** What is needed **
Give back exactly the first lines of the entries below, through the line with "use thiserror::Error;".

** The data **

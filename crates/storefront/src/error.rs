//! Unified error handling with Sentry integration.
//!
//! Page handlers return `Result<T, AppError>`; JSON handlers return
//! `Result<T, ApiError>`, which renders the same error inside the
//! `{ "success": false, "error": ... }` envelope.

use axum::{
    Json,
    extract::rejection::{JsonRejection, QueryRejection},
    http::StatusCode,
    response::{IntoResponse, Response},
};
use thiserror::Error;

use emporium_core::api::ApiResponse;
use emporium_core::pricing::PricingError;
use emporium_db::RepositoryError;

/// Application-level error type for the storefront.
#[derive(Debug, Error)]
pub enum AppError {
    /// Database operation failed.
    #[error("Database error: {0}")]
    Database(#[from] RepositoryError),

    /// Order could not be priced.
    #[error(transparent)]
    Pricing(#[from] PricingError),

    /// Session store failed.
    #[error("Session error: {0}")]
    Session(#[from] tower_sessions::session::Error),

    /// Resource not found.
    #[error("Not found: {0}")]
    NotFound(String),

    /// Bad request from client.
    #[error("Bad request: {0}")]
    BadRequest(String),

    /// Rate limited.
    #[error("Rate limited")]
    RateLimited,

    /// Internal server error.
    #[error("Internal error: {0}")]
    Internal(String),
}

impl AppError {
    /// HTTP status for this error.
    #[must_use]
    pub const fn status(&self) -> StatusCode {
        match self {
            Self::Database(err) => match err {
                RepositoryError::NotFound => StatusCode::NOT_FOUND,
                RepositoryError::Conflict(_) => StatusCode::CONFLICT,
                RepositoryError::Validation(_) => StatusCode::BAD_REQUEST,
                RepositoryError::Database(_) | RepositoryError::DataCorruption(_) => {
                    StatusCode::INTERNAL_SERVER_ERROR
                }
            },
            Self::Pricing(_) | Self::BadRequest(_) => StatusCode::BAD_REQUEST,
            Self::NotFound(_) => StatusCode::NOT_FOUND,
            Self::RateLimited => StatusCode::TOO_MANY_REQUESTS,
            Self::Session(_) | Self::Internal(_) => StatusCode::INTERNAL_SERVER_ERROR,
        }
    }

    /// Message safe to show the client. Server errors stay generic.
    #[must_use]
    pub fn public_message(&self) -> String {
        match self {
            Self::Database(RepositoryError::NotFound) => "Not found".to_string(),
            Self::Database(RepositoryError::Conflict(msg) | RepositoryError::Validation(msg))
            | Self::NotFound(msg)
            | Self::BadRequest(msg) => msg.clone(),
            Self::Pricing(err) => err.to_string(),
            Self::RateLimited => "Too many requests".to_string(),
            Self::Database(_) | Self::Session(_) | Self::Internal(_) => {
                "Internal server error".to_string()
            }
        }
    }

    /// Capture server errors to Sentry and the log.
    fn report(&self) {
        if self.status().is_server_error() {
            let event_id = sentry::capture_error(self);
            tracing::error!(
                error = %self,
                sentry_event_id = %event_id,
                "Request error"
            );
        }
    }
}

impl IntoResponse for AppError {
    fn into_response(self) -> Response {
        self.report();
        (self.status(), self.public_message()).into_response()
    }
}

/// [`AppError`] rendered as a JSON envelope.
#[derive(Debug)]
pub struct ApiError(pub AppError);

impl From<AppError> for ApiError {
    fn from(err: AppError) -> Self {
        Self(err)
    }
}

impl From<RepositoryError> for ApiError {
    fn from(err: RepositoryError) -> Self {
        Self(err.into())
    }
}

impl From<PricingError> for ApiError {
    fn from(err: PricingError) -> Self {
        Self(err.into())
    }
}

impl From<tower_sessions::session::Error> for ApiError {
    fn from(err: tower_sessions::session::Error) -> Self {
        Self(err.into())
    }
}

impl From<JsonRejection> for ApiError {
    fn from(rejection: JsonRejection) -> Self {
        Self(AppError::BadRequest(rejection.body_text()))
    }
}

impl From<QueryRejection> for ApiError {
    fn from(rejection: QueryRejection) -> Self {
        Self(AppError::BadRequest(rejection.body_text()))
    }
}

impl IntoResponse for ApiError {
    fn into_response(self) -> Response {
        self.0.report();
        let body = ApiResponse::<()>::error(self.0.public_message());
        (self.0.status(), Json(body)).into_response()
    }
}

/// Result type alias for `AppError`.
pub type Result<T> = std::result::Result<T, AppError>;

/// Result type alias for JSON handlers.
pub type ApiResult<T> = std::result::Result<Json<ApiResponse<T>>, ApiError>;

/// Add a breadcrumb for customer actions.
///
/// Breadcrumbs appear in Sentry error reports to show the trail of actions
/// leading up to an error.
pub fn add_breadcrumb(category: &str, message: &str, data: Option<&[(&str, &str)]>) {
    let mut breadcrumb = sentry::Breadcrumb {
        category: Some(category.to_string()),
        message: Some(message.to_string()),
        level: sentry::Level::Info,
        ..Default::default()
    };

    if let Some(pairs) = data {
        for (key, value) in pairs {
            breadcrumb.data.insert(
                (*key).to_string(),
                serde_json::Value::String((*value).to_string()),
            );
        }
    }

    sentry::add_breadcrumb(breadcrumb);
}

#[cfg(test)]
#[allow(clippy::unwrap_used)]
mod tests {
    use axum::body::to_bytes;
    use emporium_core::pricing::CouponRejection;

    use super::*;

    #[test]
    fn test_app_error_display() {
        let err = AppError::NotFound("product-123".to_string());
        assert_eq!(err.to_string(), "Not found: product-123");

        let err = AppError::BadRequest("invalid input".to_string());
        assert_eq!(err.to_string(), "Bad request: invalid input");
    }

    #[test]
    fn test_app_error_status_codes() {
        fn get_status(err: AppError) -> StatusCode {
            err.into_response().status()
        }

        assert_eq!(
            get_status(AppError::NotFound("test".to_string())),
            StatusCode::NOT_FOUND
        );
        assert_eq!(
            get_status(AppError::BadRequest("test".to_string())),
            StatusCode::BAD_REQUEST
        );
        assert_eq!(
            get_status(AppError::RateLimited),
            StatusCode::TOO_MANY_REQUESTS
        );
        assert_eq!(
            get_status(AppError::Internal("test".to_string())),
            StatusCode::INTERNAL_SERVER_ERROR
        );
    }

    #[test]
    fn test_repository_errors_map_to_client_statuses() {
        assert_eq!(
            AppError::from(RepositoryError::NotFound).status(),
            StatusCode::NOT_FOUND
        );
        assert_eq!(
            AppError::from(RepositoryError::Conflict("taken".into())).status(),
            StatusCode::CONFLICT
        );
        assert_eq!(
            AppError::from(RepositoryError::invalid("bad")).status(),
            StatusCode::BAD_REQUEST
        );
        assert_eq!(
            AppError::from(RepositoryError::DataCorruption("x".into())).status(),
            StatusCode::INTERNAL_SERVER_ERROR
        );
    }

    #[test]
    fn test_server_errors_hide_details() {
        let err = AppError::Internal("pool exhausted at 10.0.0.3".to_string());
        assert_eq!(err.public_message(), "Internal server error");

        let err = AppError::from(PricingError::Coupon(CouponRejection::Expired));
        assert_eq!(err.public_message(), "coupon has expired");
    }

    #[tokio::test]
    async fn test_api_error_renders_envelope() {
        let response = ApiError::from(RepositoryError::Conflict(
            "a return is already open for this order".into(),
        ))
        .into_response();
        assert_eq!(response.status(), StatusCode::CONFLICT);

        let body = to_bytes(response.into_body(), usize::MAX).await.unwrap();
        let json: serde_json::Value = serde_json::from_slice(&body).unwrap();
        assert_eq!(json["success"], false);
        assert_eq!(json["error"], "a return is already open for this order");
    }
}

** Result of the task **
filename crates/storefront/src/error.rs
//! Unified error handling with Sentry integration.
//!
//! Page handlers return `Result<T, AppError>`; JSON handlers return
//! `Result<T, ApiError>`, which renders the same error inside the
//! `{ "success": false, "error": ... }` envelope.

use axum::{
    Json,
    extract::rejection::{JsonRejection, QueryRejection},
    http::StatusCode,
    response::{IntoResponse, Response},
};
use thiserror::Error;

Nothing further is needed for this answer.